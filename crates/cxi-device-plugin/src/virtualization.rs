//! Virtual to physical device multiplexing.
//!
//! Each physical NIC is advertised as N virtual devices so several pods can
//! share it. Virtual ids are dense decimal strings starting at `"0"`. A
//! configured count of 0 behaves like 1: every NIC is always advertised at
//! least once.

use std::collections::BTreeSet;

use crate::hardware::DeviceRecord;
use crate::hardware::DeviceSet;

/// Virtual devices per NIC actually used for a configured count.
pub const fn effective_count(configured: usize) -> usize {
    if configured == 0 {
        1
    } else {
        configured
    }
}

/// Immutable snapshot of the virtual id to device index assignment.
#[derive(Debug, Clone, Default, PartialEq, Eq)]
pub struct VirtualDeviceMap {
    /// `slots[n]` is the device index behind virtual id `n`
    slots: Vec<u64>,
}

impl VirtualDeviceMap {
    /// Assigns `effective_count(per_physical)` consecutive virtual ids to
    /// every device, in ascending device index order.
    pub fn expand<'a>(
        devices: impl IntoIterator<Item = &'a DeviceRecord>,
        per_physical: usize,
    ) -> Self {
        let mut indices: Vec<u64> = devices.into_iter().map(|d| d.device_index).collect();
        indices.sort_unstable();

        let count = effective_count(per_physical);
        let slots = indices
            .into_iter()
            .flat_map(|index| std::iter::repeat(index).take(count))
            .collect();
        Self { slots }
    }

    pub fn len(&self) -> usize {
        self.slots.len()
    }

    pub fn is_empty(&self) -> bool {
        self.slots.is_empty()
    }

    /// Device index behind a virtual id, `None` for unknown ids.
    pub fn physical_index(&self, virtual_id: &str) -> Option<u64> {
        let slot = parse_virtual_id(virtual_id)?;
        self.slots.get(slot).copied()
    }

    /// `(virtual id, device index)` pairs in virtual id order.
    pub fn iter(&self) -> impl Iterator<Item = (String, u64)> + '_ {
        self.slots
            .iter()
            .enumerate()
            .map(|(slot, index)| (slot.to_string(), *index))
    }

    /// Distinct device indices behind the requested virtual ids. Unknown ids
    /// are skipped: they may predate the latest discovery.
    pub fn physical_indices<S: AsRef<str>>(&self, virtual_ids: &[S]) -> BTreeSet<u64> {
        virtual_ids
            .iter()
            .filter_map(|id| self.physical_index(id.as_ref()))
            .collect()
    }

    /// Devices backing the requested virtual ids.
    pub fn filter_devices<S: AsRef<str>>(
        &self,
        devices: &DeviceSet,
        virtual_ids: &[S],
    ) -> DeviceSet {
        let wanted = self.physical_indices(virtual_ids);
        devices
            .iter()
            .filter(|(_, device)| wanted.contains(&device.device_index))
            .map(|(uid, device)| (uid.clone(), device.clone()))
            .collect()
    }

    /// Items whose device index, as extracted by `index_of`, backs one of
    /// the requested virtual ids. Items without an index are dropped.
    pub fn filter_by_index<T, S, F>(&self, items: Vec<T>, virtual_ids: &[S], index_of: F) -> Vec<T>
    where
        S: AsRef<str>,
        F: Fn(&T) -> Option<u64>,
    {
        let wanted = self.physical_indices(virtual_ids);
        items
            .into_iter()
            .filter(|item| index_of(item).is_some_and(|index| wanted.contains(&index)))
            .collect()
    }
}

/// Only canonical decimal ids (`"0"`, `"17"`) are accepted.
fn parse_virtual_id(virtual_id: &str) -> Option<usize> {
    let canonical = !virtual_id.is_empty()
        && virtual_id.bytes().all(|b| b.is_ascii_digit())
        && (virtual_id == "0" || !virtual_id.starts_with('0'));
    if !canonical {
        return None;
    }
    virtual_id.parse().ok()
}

────────────────────

### Work to be completed
The full listing, repeated exactly, is the expected answer.

### Task solution
filename crates/cxi-device-plugin/src/virtualization.rs
//! Virtual to physical device multiplexing.
//!
//! Each physical NIC is advertised as N virtual devices so several pods can
//! share it. Virtual ids are dense decimal strings starting at `"0"`. A
//! configured count of 0 behaves like 1: every NIC is always advertised at
//! least once.

use std::collections::BTreeSet;

use crate::hardware::DeviceRecord;
use crate::hardware::DeviceSet;

/// Virtual devices per NIC actually used for a configured count.
pub const fn effective_count(configured: usize) -> usize {
    if configured == 0 {
        1
    } else {
        configured
    }
}

/// Immutable snapshot of the virtual id to device index assignment.
#[derive(Debug, Clone, Default, PartialEq, Eq)]
pub struct VirtualDeviceMap {
    /// `slots[n]` is the device index behind virtual id `n`
    slots: Vec<u64>,
}

impl VirtualDeviceMap {
    /// Assigns `effective_count(per_physical)` consecutive virtual ids to
    /// every device, in ascending device index order.
    pub fn expand<'a>(
        devices: impl IntoIterator<Item = &'a DeviceRecord>,
        per_physical: usize,
    ) -> Self {
        let mut indices: Vec<u64> = devices.into_iter().map(|d| d.device_index).collect();
        indices.sort_unstable();

        let count = effective_count(per_physical);
        let slots = indices
            .into_iter()
            .flat_map(|index| std::iter::repeat(index).take(count))
            .collect();
        Self { slots }
    }

    pub fn len(&self) -> usize {
        self.slots.len()
    }

    pub fn is_empty(&self) -> bool {
        self.slots.is_empty()
    }

    /// Device index behind a virtual id, `None` for unknown ids.
    pub fn physical_index(&self, virtual_id: &str) -> Option<u64> {
        let slot = parse_virtual_id(virtual_id)?;
        self.slots.get(slot).copied()
    }

    /// `(virtual id, device index)` pairs in virtual id order.
    pub fn iter(&self) -> impl Iterator<Item = (String, u64)> + '_ {
        self.slots
            .iter()
            .enumerate()
            .map(|(slot, index)| (slot.to_string(), *index))
    }

    /// Distinct device indices behind the requested virtual ids. Unknown ids
    /// are skipped: they may predate the latest discovery.
    pub fn physical_indices<S: AsRef<str>>(&self, virtual_ids: &[S]) -> BTreeSet<u64> {
        virtual_ids
            .iter()
            .filter_map(|id| self.physical_index(id.as_ref()))
            .collect()
    }

    /// Devices backing the requested virtual ids.
    pub fn filter_devices<S: AsRef<str>>(
        &self,
        devices: &DeviceSet,
        virtual_ids: &[S],
    ) -> DeviceSet {
        let wanted = self.physical_indices(virtual_ids);
        devices
            .iter()
            .filter(|(_, device)| wanted.contains(&device.device_index))
            .map(|(uid, device)| (uid.clone(), device.clone()))
            .collect()
    }

    /// Items whose device index, as extracted by `index_of`, backs one of
    /// the requested virtual ids. Items without an index are dropped.
    pub fn filter_by_index<T, S, F>(&self, items: Vec<T>, virtual_ids: &[S], index_of: F) -> Vec<T>
    where
        S: AsRef<str>,
        F: Fn(&T) -> Option<u64>,
    {
        let wanted = self.physical_indices(virtual_ids);
        items
            .into_iter()
            .filter(|item| index_of(item).is_some_and(|index| wanted.contains(&index)))
            .collect()
    }
}

/// Only canonical decimal ids (`"0"`, `"17"`) are accepted.
fn parse_virtual_id(virtual_id: &str) -> Option<usize> {
    let canonical = !virtual_id.is_empty()
        && virtual_id.bytes().all(|b| b.is_ascii_digit())
        && (virtual_id == "0" || !virtual_id.starts_with('0'));
    if !canonical {
        return None;
    }
    virtual_id.parse().ok()
}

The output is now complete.